Task to complete: Please output exactly the part of the records below that opens with the line containing "let nb_participants = self.nb_participants()?;" and closes with the line containing "let threshold = n.as_u64().ok_or_else(||", both lines included, and nothing else.

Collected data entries

━━━━━━

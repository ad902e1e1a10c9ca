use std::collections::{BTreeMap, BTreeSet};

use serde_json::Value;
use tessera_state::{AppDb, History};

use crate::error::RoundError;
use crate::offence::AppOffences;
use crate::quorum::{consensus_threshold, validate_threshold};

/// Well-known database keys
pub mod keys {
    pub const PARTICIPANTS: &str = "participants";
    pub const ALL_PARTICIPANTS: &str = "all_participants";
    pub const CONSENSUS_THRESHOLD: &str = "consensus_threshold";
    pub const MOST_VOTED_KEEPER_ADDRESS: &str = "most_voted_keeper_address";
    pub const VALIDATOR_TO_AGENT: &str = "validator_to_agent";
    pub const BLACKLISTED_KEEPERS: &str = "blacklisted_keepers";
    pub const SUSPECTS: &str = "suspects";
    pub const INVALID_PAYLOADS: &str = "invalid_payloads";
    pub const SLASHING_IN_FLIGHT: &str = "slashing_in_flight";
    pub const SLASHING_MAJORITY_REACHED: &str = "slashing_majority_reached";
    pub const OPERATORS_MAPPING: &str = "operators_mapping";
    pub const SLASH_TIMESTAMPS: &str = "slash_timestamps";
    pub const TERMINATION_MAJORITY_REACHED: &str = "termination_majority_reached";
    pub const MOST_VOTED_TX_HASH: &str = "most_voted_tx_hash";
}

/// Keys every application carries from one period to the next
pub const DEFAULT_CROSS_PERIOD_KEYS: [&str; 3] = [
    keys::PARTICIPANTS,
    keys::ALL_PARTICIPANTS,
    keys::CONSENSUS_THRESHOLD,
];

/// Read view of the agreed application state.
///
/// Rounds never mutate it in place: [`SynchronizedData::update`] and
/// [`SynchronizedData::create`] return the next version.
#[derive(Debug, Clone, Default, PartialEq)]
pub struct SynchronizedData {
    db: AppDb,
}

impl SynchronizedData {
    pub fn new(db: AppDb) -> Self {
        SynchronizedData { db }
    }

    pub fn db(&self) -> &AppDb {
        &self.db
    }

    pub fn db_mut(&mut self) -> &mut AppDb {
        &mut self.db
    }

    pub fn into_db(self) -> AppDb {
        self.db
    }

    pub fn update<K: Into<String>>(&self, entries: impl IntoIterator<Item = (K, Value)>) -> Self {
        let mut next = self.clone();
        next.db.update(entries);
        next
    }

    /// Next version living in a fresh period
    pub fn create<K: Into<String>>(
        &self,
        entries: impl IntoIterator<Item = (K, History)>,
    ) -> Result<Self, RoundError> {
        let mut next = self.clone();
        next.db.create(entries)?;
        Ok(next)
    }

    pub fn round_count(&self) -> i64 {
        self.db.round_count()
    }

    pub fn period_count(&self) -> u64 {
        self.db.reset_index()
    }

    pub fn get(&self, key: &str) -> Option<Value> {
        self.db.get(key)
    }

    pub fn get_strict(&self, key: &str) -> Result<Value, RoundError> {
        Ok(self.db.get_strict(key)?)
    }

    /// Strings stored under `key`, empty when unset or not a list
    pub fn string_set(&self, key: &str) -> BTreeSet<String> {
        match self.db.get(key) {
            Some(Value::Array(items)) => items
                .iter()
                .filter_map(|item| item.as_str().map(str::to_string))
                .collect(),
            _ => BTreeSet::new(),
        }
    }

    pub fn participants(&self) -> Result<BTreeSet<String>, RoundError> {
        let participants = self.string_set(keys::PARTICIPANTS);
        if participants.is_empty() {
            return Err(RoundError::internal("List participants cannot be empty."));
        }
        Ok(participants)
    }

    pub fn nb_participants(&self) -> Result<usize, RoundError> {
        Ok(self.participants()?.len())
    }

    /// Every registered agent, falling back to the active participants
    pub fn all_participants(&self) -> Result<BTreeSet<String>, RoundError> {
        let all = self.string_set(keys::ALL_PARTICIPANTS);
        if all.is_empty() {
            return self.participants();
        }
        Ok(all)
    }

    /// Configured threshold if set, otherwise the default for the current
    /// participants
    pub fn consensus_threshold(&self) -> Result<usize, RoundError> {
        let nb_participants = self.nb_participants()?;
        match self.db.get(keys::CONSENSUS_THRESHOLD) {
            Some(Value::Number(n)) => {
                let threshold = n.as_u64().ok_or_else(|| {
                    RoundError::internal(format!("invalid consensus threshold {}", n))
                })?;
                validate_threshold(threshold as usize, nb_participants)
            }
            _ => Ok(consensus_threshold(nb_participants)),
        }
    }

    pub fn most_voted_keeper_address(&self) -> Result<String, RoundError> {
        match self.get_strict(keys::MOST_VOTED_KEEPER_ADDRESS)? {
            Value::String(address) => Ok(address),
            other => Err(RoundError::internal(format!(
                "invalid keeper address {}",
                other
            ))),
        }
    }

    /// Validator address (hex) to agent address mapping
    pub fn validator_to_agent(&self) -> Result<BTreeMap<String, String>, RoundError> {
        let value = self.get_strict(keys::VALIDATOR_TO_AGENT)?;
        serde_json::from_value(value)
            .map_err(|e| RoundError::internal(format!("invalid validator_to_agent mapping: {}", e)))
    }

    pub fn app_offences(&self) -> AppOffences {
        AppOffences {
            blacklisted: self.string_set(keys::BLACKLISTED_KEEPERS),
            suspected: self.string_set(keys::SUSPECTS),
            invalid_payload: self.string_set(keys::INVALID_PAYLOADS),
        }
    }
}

━━━━━━

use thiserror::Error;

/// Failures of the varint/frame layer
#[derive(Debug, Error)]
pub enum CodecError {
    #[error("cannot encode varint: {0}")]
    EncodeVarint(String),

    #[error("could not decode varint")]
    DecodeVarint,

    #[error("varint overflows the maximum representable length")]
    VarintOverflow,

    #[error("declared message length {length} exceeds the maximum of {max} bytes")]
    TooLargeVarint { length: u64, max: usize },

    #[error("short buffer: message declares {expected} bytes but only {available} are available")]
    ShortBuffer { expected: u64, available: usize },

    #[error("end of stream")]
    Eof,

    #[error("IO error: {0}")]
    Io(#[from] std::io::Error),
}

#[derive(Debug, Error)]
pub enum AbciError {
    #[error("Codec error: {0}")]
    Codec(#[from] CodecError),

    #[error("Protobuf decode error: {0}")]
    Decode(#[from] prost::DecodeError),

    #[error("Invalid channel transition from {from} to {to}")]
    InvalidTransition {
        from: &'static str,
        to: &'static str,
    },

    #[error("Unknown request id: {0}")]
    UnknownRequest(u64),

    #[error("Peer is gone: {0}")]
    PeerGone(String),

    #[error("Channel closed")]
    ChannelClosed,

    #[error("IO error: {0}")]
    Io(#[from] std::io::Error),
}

━━━━━━

Result:
        let nb_participants = self.nb_participants()?;
        match self.db.get(keys::CONSENSUS_THRESHOLD) {
            Some(Value::Number(n)) => {
                let threshold = n.as_u64().ok_or_else(|| {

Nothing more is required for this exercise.